A indústria automotiva avança, mudando o foco de especificações mecânicas para a experiência digital e assistências de direção. A próxima etapa não se baseia apenas em software, mas na capacidade dos veículos de usar contexto para criar uma direção mais confiante.
O desenvolvimento veicular evoluiu com a arquitetura centralizada de computação e a conectividade contínua, permitindo que os carros melhorem após deixarem a fábrica. Os motoristas esperam uma experiência atualizada, similar à de seus telefones inteligentes, com recursos e interfaces em constante aprimoramento.

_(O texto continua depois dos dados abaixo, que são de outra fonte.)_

//! Minimal RESP2 server for exercising the gateway without a real store.

use std::io::{BufRead, BufReader, Read, Write};
use std::net::{TcpListener, TcpStream};
use std::sync::Arc;
use std::thread;
use std::time::Duration;

use redpool_client::{ClientConfig, RedisClient};

pub struct MockServer {
    pub addr: String,
}

/// Spawns a server that accepts any number of connections and feeds every
/// parsed command to `handler` together with a reply writer.
pub fn spawn_server<H>(handler: H) -> MockServer
where
    H: Fn(Vec<Vec<u8>>, &mut Wire) + Send + Sync + 'static,
{
    let listener = TcpListener::bind("127.0.0.1:0").expect("bind");
    let addr = listener.local_addr().expect("addr").to_string();
    let handler: Arc<H> = Arc::new(handler);

    thread::spawn(move || {
        for stream in listener.incoming() {
            let stream = match stream {
                Ok(stream) => stream,
                Err(_) => return,
            };
            let handler = handler.clone();
            thread::spawn(move || serve(stream, handler));
        }
    });

    MockServer { addr }
}

fn serve<H>(stream: TcpStream, handler: Arc<H>)
where
    H: Fn(Vec<Vec<u8>>, &mut Wire) + Send + Sync + 'static,
{
    let _ = stream.set_read_timeout(Some(Duration::from_secs(10)));
    let mut reader = BufReader::new(stream.try_clone().expect("clone"));
    let mut wire = Wire { stream };
    while let Ok(Some(args)) = read_command(&mut reader) {
        handler(args, &mut wire);
    }
}

/// Reply writer handed to test handlers.
pub struct Wire {
    stream: TcpStream,
}

#[allow(dead_code)]
impl Wire {
    pub fn simple(&mut self, text: &str) {
        self.raw(format!("+{text}\r\n").as_bytes());
    }

    pub fn error(&mut self, text: &str) {
        self.raw(format!("-{text}\r\n").as_bytes());
    }

    pub fn int(&mut self, value: i64) {
        self.raw(format!(":{value}\r\n").as_bytes());
    }

    pub fn nil(&mut self) {
        self.raw(b"$-1\r\n");
    }

    pub fn bulk(&mut self, data: &[u8]) {
        let _ = self.stream.write_all(format!("${}\r\n", data.len()).as_bytes());
        let _ = self.stream.write_all(data);
        self.raw(b"\r\n");
    }

    pub fn array_header(&mut self, len: usize) {
        self.raw(format!("*{len}\r\n").as_bytes());
    }

    /// `["subscribe"|"unsubscribe"|..., name, count]` confirmation frame.
    pub fn sub_ack(&mut self, kind: &str, name: &[u8], count: i64) {
        self.array_header(3);
        self.bulk(kind.as_bytes());
        self.bulk(name);
        self.raw(format!(":{count}\r\n").as_bytes());
    }

    pub fn message(&mut self, channel: &[u8], payload: &[u8]) {
        self.array_header(3);
        self.bulk(b"message");
        self.bulk(channel);
        self.bulk(payload);
    }

    pub fn pmessage(&mut self, pattern: &[u8], channel: &[u8], payload: &[u8]) {
        self.array_header(4);
        self.bulk(b"pmessage");
        self.bulk(pattern);
        self.bulk(channel);
        self.bulk(payload);
    }

    /// Drops the connection from the server side.
    pub fn close(&mut self) {
        let _ = self.stream.shutdown(std::net::Shutdown::Both);
    }

    fn raw(&mut self, bytes: &[u8]) {
        let _ = self.stream.write_all(bytes);
        let _ = self.stream.flush();
    }
}

fn read_command(reader: &mut BufReader<TcpStream>) -> std::io::Result<Option<Vec<Vec<u8>>>> {
    let mut line = Vec::new();
    if read_line(reader, &mut line)?.is_none() {
        return Ok(None);
    }
    if line.first() != Some(&b'*') {
        return Err(invalid("expected array header"));
    }
    let count = parse_usize(&line[1..])?;

    let mut args = Vec::with_capacity(count);
    for _ in 0..count {
        read_line(reader, &mut line)?.ok_or_else(|| invalid("eof inside command"))?;
        if line.first() != Some(&b'$') {
            return Err(invalid("expected bulk header"));
        }
        let len = parse_usize(&line[1..])?;
        let mut data = vec![0u8; len];
        reader.read_exact(&mut data)?;
        let mut crlf = [0u8; 2];
        reader.read_exact(&mut crlf)?;
        if crlf != [b'\r', b'\n'] {
            return Err(invalid("missing crlf"));
        }
        args.push(data);
    }
    Ok(Some(args))
}

fn read_line(reader: &mut BufReader<TcpStream>, buf: &mut Vec<u8>) -> std::io::Result<Option<()>> {
    buf.clear();
    let bytes = reader.read_until(b'\n', buf)?;
    if bytes == 0 {
        return Ok(None);
    }
    if buf.len() < 2 || buf[buf.len() - 2] != b'\r' {
        return Err(invalid("line not crlf terminated"));
    }
    buf.truncate(buf.len() - 2);
    Ok(Some(()))
}

fn parse_usize(data: &[u8]) -> std::io::Result<usize> {
    if data.is_empty() {
        return Err(invalid("empty length"));
    }
    let mut value = 0usize;
    for &b in data {
        if !b.is_ascii_digit() {
            return Err(invalid("non-digit length"));
        }
        value = value.saturating_mul(10).saturating_add((b - b'0') as usize);
    }
    Ok(value)
}

fn invalid(reason: &str) -> std::io::Error {
    std::io::Error::new(std::io::ErrorKind::InvalidData, reason.to_string())
}

/// Spawns a server backed by a real key space, covering the handful of
/// commands the round-trip tests need (SET/GET/DEL/EXISTS/INCR).
#[allow(dead_code)]
pub fn store_server() -> MockServer {
    let store = std::sync::Mutex::new(std::collections::HashMap::<Vec<u8>, Vec<u8>>::new());
    spawn_server(move |args, wire| {
        let mut store = store.lock().expect("store mutex");
        match args[0].as_slice() {
            b"SET" => {
                store.insert(args[1].clone(), args[2].clone());
                wire.simple("OK");
            }
            b"GET" => match store.get(&args[1]) {
                Some(value) => wire.bulk(value),
                None => wire.nil(),
            },
            b"DEL" => {
                let removed = store.remove(&args[1]).is_some();
                wire.int(if removed { 1 } else { 0 });
            }
            b"EXISTS" => {
                wire.int(if store.contains_key(&args[1]) { 1 } else { 0 });
            }
            b"INCR" => {
                let entry = store.entry(args[1].clone()).or_insert_with(|| b"0".to_vec());
                let current: i64 = String::from_utf8_lossy(entry).parse().unwrap_or(0);
                *entry = (current + 1).to_string().into_bytes();
                wire.int(current + 1);
            }
            b"PING" => wire.simple("PONG"),
            _ => wire.error("ERR unknown command"),
        }
    })
}

/// Base config pointed at the mock server; tests tighten the knobs they care
/// about.
#[allow(dead_code)]
pub fn base_config(addr: &str) -> ClientConfig {
    ClientConfig {
        addr: addr.to_string(),
        max_idle: 4,
        max_total: 4,
        acquire_timeout: Duration::from_secs(1),
        read_timeout: Some(Duration::from_secs(2)),
        write_timeout: Some(Duration::from_secs(2)),
        connect_timeout: Some(Duration::from_secs(2)),
        dispatch_workers: 2,
    }
}

#[allow(dead_code)]
pub fn connect(addr: &str) -> RedisClient {
    RedisClient::with_config(base_config(addr)).expect("client")
}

Essa mudança leva ao veículo definido por inteligência artificial. Nesses modelos, o comportamento é moldado por aprendizado de máquina contínuo, em vez de regras programadas manualmente. Avanços em redes neurais permitem que o veículo perceba o ambiente, preveja eventos e responda de forma adequada.

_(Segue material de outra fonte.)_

//! The single error domain all gateway operations report through.

use std::time::Duration;

use redpool_proto::WireError;
use thiserror::Error;

/// Result type for all gateway operations.
pub type GatewayResult<T> = Result<T, GatewayError>;

/// Every failure a caller can observe from the gateway.
///
/// Pool, transport and server failures are all translated into this one type;
/// callers never see the underlying client internals. Argument problems
/// (`InvalidArgument`, `InvalidAddress`, `Serialize`) are raised before any
/// pool handle is acquired.
#[derive(Debug, Error)]
pub enum GatewayError {
    /// No connection became available within the acquire timeout.
    #[error("connection pool exhausted (waited {0:?})")]
    ResourceExhausted(Duration),
    /// Network-level fault talking to the backing store.
    #[error("transport failure: {0}")]
    Transport(#[from] std::io::Error),
    /// The server sent bytes that do not frame as RESP2.
    #[error("malformed server frame: {0}")]
    Protocol(&'static str),
    /// The server returned a well-formed error reply.
    #[error("server error: {}", String::from_utf8_lossy(.0))]
    Server(Vec<u8>),
    /// The reply was well-formed but not the shape the operation expects.
    #[error("unexpected {0} reply")]
    UnexpectedReply(&'static str),
    /// The caller supplied arguments the gateway rejects up front.
    #[error("invalid argument: {0}")]
    InvalidArgument(&'static str),
    /// The configured address did not resolve to a socket address.
    #[error("invalid server address: {0}")]
    InvalidAddress(String),
    /// A textual reply was requested but the payload is not UTF-8.
    #[error("reply is not valid utf-8")]
    Utf8(#[from] std::string::FromUtf8Error),
    /// JSON (de)serialization of a caller value failed.
    #[error("json conversion failed: {0}")]
    Serialize(#[from] serde_json::Error),
}

impl From<WireError> for GatewayError {
    fn from(err: WireError) -> Self {
        match err {
            WireError::Io(err) => GatewayError::Transport(err),
            WireError::Frame(detail) => GatewayError::Protocol(detail),
        }
    }
}

impl GatewayError {
    /// True when the error was produced by the server itself rather than the
    /// transport or the pool.
    pub fn is_server_error(&self) -> bool {
        matches!(self, GatewayError::Server(_))
    }

    /// True for a server error whose code matches `code` (e.g. `NOSCRIPT`).
    pub fn server_code_is(&self, code: &str) -> bool {
        match self {
            GatewayError::Server(message) => message.starts_with(code.as_bytes()),
            _ => false,
        }
    }
}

A confiança na direção depende da inteligência de localização e do software. Um veículo que usa apenas sensores pode agir de forma reativa. Contudo, ao fundir a percepção de sensores com inteligência de estrada, ele se comporta como um local, conhecendo divisões de faixa e mudanças de limite de velocidade.
A criação de modelos de inteligência de estrada com auxílio de IA reduz o custo de manutenção desses modelos ricos. O cerne dessa mudança é um ciclo onde os veículos melhoram ao serem expostos a mais cenários e dados, determinando a segurança e a naturalidade da experiência.